**Try it:** Every line in the data below that has the word "ComponentDescriptor" should be returned.

**Stored items:**
■ ■ ■

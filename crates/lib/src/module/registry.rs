//! Module fetch and post-fetch provisioning.

use std::path::Path;

use tracing::info;

use super::{ModuleError, ModuleForm, ThirdPartyModule};
use crate::exec::{self, Output};

/// Make the module's source available under `work_dir`.
///
/// Skips modules whose directory already exists. git and hg modules are
/// cloned into `work_dir`; local modules are only checked for existence.
pub async fn fetch_module(module: &ThirdPartyModule, work_dir: &Path, verbose: bool) -> Result<(), ModuleError> {
  if work_dir.join(&module.name).exists() {
    info!(module = %module.name, "module already exists, skipping download");
    return Ok(());
  }

  match module.form {
    ModuleForm::Local => {
      let path = module.source_dir(work_dir);
      if !path.exists() {
        return Err(ModuleError::NotFound {
          name: module.name.clone(),
          path,
        });
      }
      info!(module = %module.name, path = %path.display(), "using local module");
    }
    ModuleForm::Git | ModuleForm::Hg => {
      match &module.rev {
        Some(rev) => info!(module = %module.name, rev = %rev, url = %module.url, "downloading module"),
        None => info!(module = %module.name, url = %module.url, "downloading module"),
      }

      let mut args = vec!["clone"];
      if module.form == ModuleForm::Git {
        args.push("--recursive");
      }
      args.push(module.url.as_str());

      let log = format!("{}.log", module.name);
      exec::run_command(
        module.form.as_str(),
        &args,
        work_dir,
        Output::for_verbosity(verbose, Path::new(&log)),
      )
      .await
      .map_err(|e| ModuleError::Clone {
        name: module.name.clone(),
        url: module.url.clone(),
        source: e,
      })?;

      info!(module = %module.name, "downloaded module");
    }
  }

  Ok(())
}

/// Prepare a fetched module: check out its revision, then run its shell hook.
///
/// Both steps are optional and run inside the module's directory (the hook in
/// `shprov_dir` when given). Directories are passed to the child processes, so
/// the caller's working directory is untouched whichever way this returns.
pub async fn provide(module: &ThirdPartyModule, work_dir: &Path, verbose: bool) -> Result<(), ModuleError> {
  let module_dir = module.source_dir(work_dir);
  let log = format!("{}.log", module.name);
  let output = Output::for_verbosity(verbose, Path::new(&log));

  if let Some(rev) = &module.rev {
    info!(module = %module.name, rev = %rev, "switching revision");
    switch_rev(module, rev, &module_dir, output).await?;
  }

  if let Some(command) = &module.shprov {
    let dir = match &module.shprov_dir {
      Some(sub) => module_dir.join(sub),
      None => module_dir,
    };
    info!(module = %module.name, dir = %dir.display(), "running shprov");
    exec::run_shell(command, &dir, output)
      .await
      .map_err(|e| ModuleError::Provision {
        name: module.name.clone(),
        command: command.clone(),
        source: e,
      })?;
  }

  Ok(())
}

async fn switch_rev(module: &ThirdPartyModule, rev: &str, dir: &Path, output: Output<'_>) -> Result<(), ModuleError> {
  let program = match module.form {
    ModuleForm::Git => "git",
    ModuleForm::Hg => "hg",
    ModuleForm::Local => {
      return Err(ModuleError::Unsupported {
        name: module.name.clone(),
        form: module.form.to_string(),
      });
    }
  };

  exec::run_command(program, &["checkout", rev], dir, output)
    .await
    .map_err(|e| ModuleError::Checkout {
      name: module.name.clone(),
      form: module.form,
      rev: rev.to_string(),
      source: e,
    })
}
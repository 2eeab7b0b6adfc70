//! Default versions, download locations, and well-known file names.

use std::time::Duration;

pub const APP_NAME: &str = "ngxbuild";

pub const NGINX_VERSION: &str = "1.27.4";
pub const NGINX_DOWNLOAD_URL_PREFIX: &str = "https://nginx.org/download";

pub const PCRE_VERSION: &str = "10.45";
pub const PCRE_DOWNLOAD_URL_PREFIX: &str = "https://github.com/PCRE2Project/pcre2/releases/download";

pub const OPENSSL_VERSION: &str = "3.0.16";
pub const OPENSSL_DOWNLOAD_URL_PREFIX: &str = "https://github.com/openssl/openssl/releases/download";

pub const LIBRESSL_VERSION: &str = "4.0.0";
pub const LIBRESSL_DOWNLOAD_URL_PREFIX: &str = "https://ftp.openbsd.org/pub/OpenBSD/LibreSSL";

pub const ZLIB_VERSION: &str = "1.3.1";
pub const ZLIB_DOWNLOAD_URL_PREFIX: &str = "https://zlib.net";

pub const OPENRESTY_VERSION: &str = "1.27.1.2";
pub const OPENRESTY_DOWNLOAD_URL_PREFIX: &str = "https://openresty.org/download";

pub const FREENGINX_VERSION: &str = "1.27.4";
pub const FREENGINX_DOWNLOAD_URL_PREFIX: &str = "https://freenginx.org/download";

/// Upper bound for a single archive download.
pub const DOWNLOAD_TIMEOUT: Duration = Duration::from_secs(900);

/// Binary probed for the installed version when `NGINX_BIN` is unset.
pub const DEFAULT_NGINX_BIN: &str = "/usr/local/sbin/nginx";
pub const NGINX_BIN_ENV: &str = "NGINX_BIN";

/// Name of the synthesized configure script inside the main source tree.
pub const CONFIGURE_SCRIPT: &str = "nginx-configure";
pub const CONFIGURE_LOG: &str = "nginx-configure.log";
pub const BUILD_LOG: &str = "nginx-build.log";

/// Flag that must accompany a statically linked crypto library.
pub const SSL_MODULE_FLAG: &str = "--with-http_ssl_module";
mod build;
mod versions;

pub use build::{BuildArgs, cmd_build};
pub use versions::cmd_versions;
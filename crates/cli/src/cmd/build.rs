//! Implementation of the default `ngxbuild` run: fetch, configure, and build.

use std::path::PathBuf;
use std::time::Instant;

use anyhow::{Context, Result, bail};
use clap::Args;
use tracing::debug;

use ngxbuild_lib::component::{ComponentDescriptor, ComponentKind};
use ngxbuild_lib::configure::{self, ConfigureOptions};
use ngxbuild_lib::consts;
use ngxbuild_lib::module;
use ngxbuild_lib::patch;
use ngxbuild_lib::pipeline::{self, BuildPlan, BuildReport, RunOptions};

use crate::output::{format_elapsed, print_command, print_info, print_stat, print_success, print_warning};

#[derive(Args, Debug)]
pub struct BuildArgs {
  /// Working directory; sources are fetched into <DIR>/<distribution>/<version>
  #[arg(short = 'd', long = "work-dir", value_name = "DIR", required_unless_present = "versions")]
  pub work_dir: Option<PathBuf>,

  /// nginx version
  #[arg(short = 'v', long = "nginx-version", value_name = "VERSION", default_value = consts::NGINX_VERSION)]
  pub nginx_version: String,

  /// Base configure script
  #[arg(short = 'c', long = "configure", value_name = "FILE")]
  pub configure: Option<PathBuf>,

  /// Third-party module list (TOML)
  #[arg(short = 'm', long = "modules", value_name = "FILE")]
  pub modules: Option<PathBuf>,

  /// Build OpenResty instead of nginx
  #[arg(long, conflicts_with = "freenginx")]
  pub openresty: bool,

  #[arg(long, value_name = "VERSION", default_value = consts::OPENRESTY_VERSION)]
  pub openresty_version: String,

  /// Build freenginx instead of nginx
  #[arg(long)]
  pub freenginx: bool,

  #[arg(long, value_name = "VERSION", default_value = consts::FREENGINX_VERSION)]
  pub freenginx_version: String,

  /// Link PCRE2 statically
  #[arg(long)]
  pub pcre: bool,

  #[arg(long, value_name = "VERSION", default_value = consts::PCRE_VERSION)]
  pub pcre_version: String,

  /// Link OpenSSL statically
  #[arg(long, conflicts_with = "libressl")]
  pub openssl: bool,

  #[arg(long, value_name = "VERSION", default_value = consts::OPENSSL_VERSION)]
  pub openssl_version: String,

  /// Link LibreSSL statically
  #[arg(long)]
  pub libressl: bool,

  #[arg(long, value_name = "VERSION", default_value = consts::LIBRESSL_VERSION)]
  pub libressl_version: String,

  /// Link zlib statically
  #[arg(long)]
  pub zlib: bool,

  #[arg(long, value_name = "VERSION", default_value = consts::ZLIB_VERSION)]
  pub zlib_version: String,

  /// Parallel jobs for make (and for OpenResty's configure)
  #[arg(short = 'j', long, value_name = "N", default_value_t = default_jobs())]
  pub jobs: u32,

  /// Patch applied to the server sources; only the first is used
  #[arg(long = "patch", value_name = "FILE")]
  pub patches: Vec<PathBuf>,

  /// Option passed to patch
  #[arg(long, value_name = "OPT", default_value = "", allow_hyphen_values = true)]
  pub patch_opt: String,

  /// Module source directory, added with --add-module
  #[arg(long = "add-module", value_name = "PATH")]
  pub add_modules: Vec<String>,

  /// Module source directory, added with --add-dynamic-module
  #[arg(long = "add-dynamic-module", value_name = "PATH")]
  pub add_dynamic_modules: Vec<String>,

  /// Configure option with a value, e.g. --opt prefix=/opt/nginx
  #[arg(long = "opt", value_name = "NAME=VALUE", value_parser = parse_key_value, allow_hyphen_values = true)]
  pub opts: Vec<(String, String)>,

  /// Configure flag without a value, e.g. --flag with-debug
  #[arg(long = "flag", value_name = "NAME", allow_hyphen_values = true)]
  pub flags: Vec<String>,

  /// Stop after configure
  #[arg(long)]
  pub configure_only: bool,

  /// Do nothing if the installed nginx already matches the requested versions
  #[arg(long)]
  pub idempotent: bool,

  /// Remove the working directory first
  #[arg(long)]
  pub clear: bool,

  /// Stream command output and enable debug logging
  #[arg(long)]
  pub verbose: bool,

  /// Extra arguments passed to configure as-is
  #[arg(last = true, value_name = "CONFIGURE_ARGS")]
  pub configure_args: Vec<String>,
}

fn default_jobs() -> u32 {
  std::thread::available_parallelism().map_or(1, |n| n.get() as u32)
}

fn parse_key_value(s: &str) -> Result<(String, String), String> {
  match s.split_once('=') {
    Some((name, value)) if !name.is_empty() => Ok((option_name(name), value.to_string())),
    _ => Err(format!("expected NAME=VALUE, got '{s}'")),
  }
}

/// Configure options are spelled `--name`; accept them with or without dashes.
fn option_name(name: &str) -> String {
  if name.starts_with('-') {
    name.to_string()
  } else {
    format!("--{name}")
  }
}

/// Execute a build.
///
/// Prints the install hint on success. With `--idempotent`, returns early when
/// the installed binary already matches every requested version.
pub fn cmd_build(args: BuildArgs) -> Result<()> {
  let start = Instant::now();
  print_info(&format!("{} {}", consts::APP_NAME, env!("CARGO_PKG_VERSION")));

  let plan = build_plan(&args)?;
  let rt = tokio::runtime::Runtime::new().context("Failed to create async runtime")?;

  if args.idempotent {
    match rt.block_on(plan.is_installed()) {
      Ok(true) => {
        print_success("Installed nginx is same.");
        return Ok(());
      }
      Ok(false) => {}
      Err(e) => print_warning(&e.to_string()),
    }
  }

  let Some(work_parent) = args.work_dir.clone() else {
    bail!("set working directory with -d");
  };
  let root_dir = std::env::current_dir().context("Failed to determine current directory")?;
  let options = RunOptions {
    work_parent,
    root_dir: dunce::canonicalize(&root_dir).unwrap_or(root_dir),
    jobs: args.jobs.max(1),
    verbose: args.verbose,
    configure_only: args.configure_only,
    clear: args.clear,
  };
  debug!(?options, "run options");

  pipeline::clear_umask();
  let report = rt
    .block_on(pipeline::run(&plan, &options, patch::interrupt_signal()))
    .with_context(|| format!("Failed to build {}", plan.main))?;

  print_success("Complete building nginx!");
  if plan.main.kind != ComponentKind::OpenResty && !report.configure_only {
    match rt.block_on(pipeline::built_configuration(&report.source_dir)) {
      Ok(configuration) => {
        println!();
        print!("{configuration}");
      }
      Err(e) => print_warning(&e.to_string()),
    }
  }
  print_install_hint(&report);
  print_stat("Duration", &format_elapsed(start.elapsed()));

  Ok(())
}

fn build_plan(args: &BuildArgs) -> Result<BuildPlan> {
  let main = if args.openresty {
    ComponentDescriptor::new(ComponentKind::OpenResty, &args.openresty_version, false)
  } else if args.freenginx {
    ComponentDescriptor::new(ComponentKind::Freenginx, &args.freenginx_version, false)
  } else {
    ComponentDescriptor::new(ComponentKind::Nginx, &args.nginx_version, false)
  };

  let mut plan = BuildPlan::new(main);

  let libraries = [
    (args.pcre, ComponentKind::Pcre, &args.pcre_version),
    (args.openssl, ComponentKind::OpenSsl, &args.openssl_version),
    (args.libressl, ComponentKind::LibreSsl, &args.libressl_version),
    (args.zlib, ComponentKind::Zlib, &args.zlib_version),
  ];
  plan.dependencies = libraries
    .into_iter()
    .filter(|(enabled, _, _)| *enabled)
    .map(|(_, kind, version)| ComponentDescriptor::new(kind, version, true))
    .collect();

  if let Some(path) = &args.modules {
    plan.modules = module::load_modules(path).context("Failed to load module list")?;
  }
  if let Some(path) = &args.configure {
    plan.base_script = configure::load_base_script(path).context("Failed to load configure script")?;
  }

  plan.options = configure_options(args);
  plan.passthrough = args.configure_args.clone();
  plan.patches = args.patches.clone();
  plan.patch_option = args.patch_opt.clone();

  plan.validate()?;
  Ok(plan)
}

fn configure_options(args: &BuildArgs) -> ConfigureOptions {
  let mut options = ConfigureOptions::new();
  options.add_module_paths(false, &args.add_modules);
  options.add_module_paths(true, &args.add_dynamic_modules);
  for (name, value) in &args.opts {
    options.set_value(name.as_str(), value.as_str());
  }
  for flag in &args.flags {
    options.set_flag(option_name(flag), true);
  }
  options
}

fn print_install_hint(report: &BuildReport) {
  println!();
  print_info("Enter the following command for install nginx.");
  println!();
  print_command(&format!("cd {}", report.source_dir.display()));
  if report.configure_only {
    print_command("make");
  }
  print_command("sudo make install");
}
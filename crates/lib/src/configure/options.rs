//! User-supplied configure options.

use std::collections::BTreeMap;

/// Value option whose comma-separated paths become `--add-module` flags.
pub const ADD_MODULE: &str = "add-module";
/// Value option whose comma-separated paths become `--add-dynamic-module` flags.
pub const ADD_DYNAMIC_MODULE: &str = "add-dynamic-module";

/// Options forwarded to `./configure`.
///
/// Both maps iterate in option-name order, which keeps the generated script
/// identical for identical input no matter how the options were collected.
#[derive(Debug, Clone, Default, PartialEq, Eq)]
pub struct ConfigureOptions {
  /// `name=value` options; `None` or an empty value means unset.
  pub values: BTreeMap<String, Option<String>>,
  /// Bare flags; only `true` entries are emitted.
  pub flags: BTreeMap<String, bool>,
}

impl ConfigureOptions {
  pub fn new() -> Self {
    Self::default()
  }

  pub fn set_value(&mut self, name: impl Into<String>, value: impl Into<String>) {
    self.values.insert(name.into(), Some(value.into()));
  }

  pub fn set_flag(&mut self, name: impl Into<String>, enabled: bool) {
    self.flags.insert(name.into(), enabled);
  }

  /// Append module paths to `add-module` (or `add-dynamic-module`).
  pub fn add_module_paths<S: AsRef<str>>(&mut self, dynamic: bool, paths: &[S]) {
    if paths.is_empty() {
      return;
    }
    let key = if dynamic { ADD_DYNAMIC_MODULE } else { ADD_MODULE };
    let joined = paths.iter().map(AsRef::as_ref).collect::<Vec<_>>().join(",");

    let entry = self.values.entry(key.to_string()).or_insert(None);
    *entry = match entry.take().filter(|v| !v.is_empty()) {
      Some(existing) => Some(format!("{existing},{joined}")),
      None => Some(joined),
    };
  }

  /// Set values, skipping unset and empty ones.
  pub fn active_values(&self) -> impl Iterator<Item = (&str, &str)> {
    self.values.iter().filter_map(|(name, value)| match value.as_deref() {
      Some(v) if !v.is_empty() => Some((name.as_str(), v)),
      _ => None,
    })
  }

  /// Enabled flags.
  pub fn enabled_flags(&self) -> impl Iterator<Item = &str> {
    self
      .flags
      .iter()
      .filter(|(_, enabled)| **enabled)
      .map(|(name, _)| name.as_str())
  }
}
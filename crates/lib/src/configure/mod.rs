//! Configure script generation and the configure/make steps that consume it.

pub mod generate;
pub mod options;

use std::path::{Path, PathBuf};

use thiserror::Error;
use tracing::{debug, info};

use crate::consts::{BUILD_LOG, CONFIGURE_LOG, CONFIGURE_SCRIPT};
use crate::exec::{self, ExecError, Output};

pub use generate::{GeneratedScript, ScriptInputs, quote_token, synthesize};
pub use options::ConfigureOptions;

#[derive(Debug, Error)]
pub enum ConfigureError {
  #[error("failed to read configure script '{}': {source}", .path.display())]
  Read {
    path: PathBuf,
    #[source]
    source: std::io::Error,
  },

  #[error("failed to write configure script '{}': {source}", .path.display())]
  Write {
    path: PathBuf,
    #[source]
    source: std::io::Error,
  },

  #[error("failed to configure nginx: {0}")]
  Configure(#[source] ExecError),

  #[error("failed to build nginx: {0}")]
  Build(#[source] ExecError),
}

/// Read a user-provided base script. An empty path means "no base script".
pub fn load_base_script(path: &Path) -> Result<String, ConfigureError> {
  if path.as_os_str().is_empty() {
    return Ok(String::new());
  }

  let text = std::fs::read_to_string(path).map_err(|e| ConfigureError::Read {
    path: path.to_path_buf(),
    source: e,
  })?;
  Ok(normalize_base_script(&text))
}

/// Strip trailing whitespace and a dangling line continuation.
///
/// Scripts are usually written as `./configure \` blocks; the last line's
/// backslash would otherwise swallow the first generated token.
pub fn normalize_base_script(text: &str) -> String {
  let mut script = text.trim_end();
  while let Some(stripped) = script.strip_suffix('\\') {
    script = stripped.trim_end();
  }
  script.to_string()
}

/// Write the script into `source_dir` as an executable file. Returns its path.
pub fn write_script(script: &GeneratedScript, source_dir: &Path) -> Result<PathBuf, ConfigureError> {
  let path = source_dir.join(CONFIGURE_SCRIPT);
  let write_err = |e: std::io::Error| ConfigureError::Write {
    path: path.clone(),
    source: e,
  };

  std::fs::write(&path, script.render()).map_err(write_err)?;

  #[cfg(unix)]
  {
    use std::os::unix::fs::PermissionsExt;
    std::fs::set_permissions(&path, std::fs::Permissions::from_mode(0o755)).map_err(write_err)?;
  }

  debug!(path = %path.display(), "wrote configure script");
  Ok(path)
}

/// Run the generated configure script inside `source_dir`.
pub async fn run_configure(source_dir: &Path, verbose: bool) -> Result<(), ConfigureError> {
  info!(dir = %source_dir.display(), "configuring nginx");
  let script = format!("./{CONFIGURE_SCRIPT}");
  exec::run_command(
    "sh",
    &[script.as_str()],
    source_dir,
    Output::for_verbosity(verbose, Path::new(CONFIGURE_LOG)),
  )
  .await
  .map_err(ConfigureError::Configure)
}

/// Run `make -j<jobs>` inside `source_dir`.
pub async fn run_build(source_dir: &Path, jobs: u32, verbose: bool) -> Result<(), ConfigureError> {
  info!(dir = %source_dir.display(), jobs, "building nginx");
  let jobs = format!("-j{jobs}");
  exec::run_command(
    "make",
    &[jobs.as_str()],
    source_dir,
    Output::for_verbosity(verbose, Path::new(BUILD_LOG)),
  )
  .await
  .map_err(ConfigureError::Build)
}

■ ■ ■

**Exercise output:**
use ngxbuild_lib::component::{ComponentDescriptor, ComponentKind};
    ComponentDescriptor::new(ComponentKind::OpenResty, &args.openresty_version, false)
    ComponentDescriptor::new(ComponentKind::Freenginx, &args.freenginx_version, false)
    ComponentDescriptor::new(ComponentKind::Nginx, &args.nginx_version, false)
    .map(|(_, kind, version)| ComponentDescriptor::new(kind, version, true))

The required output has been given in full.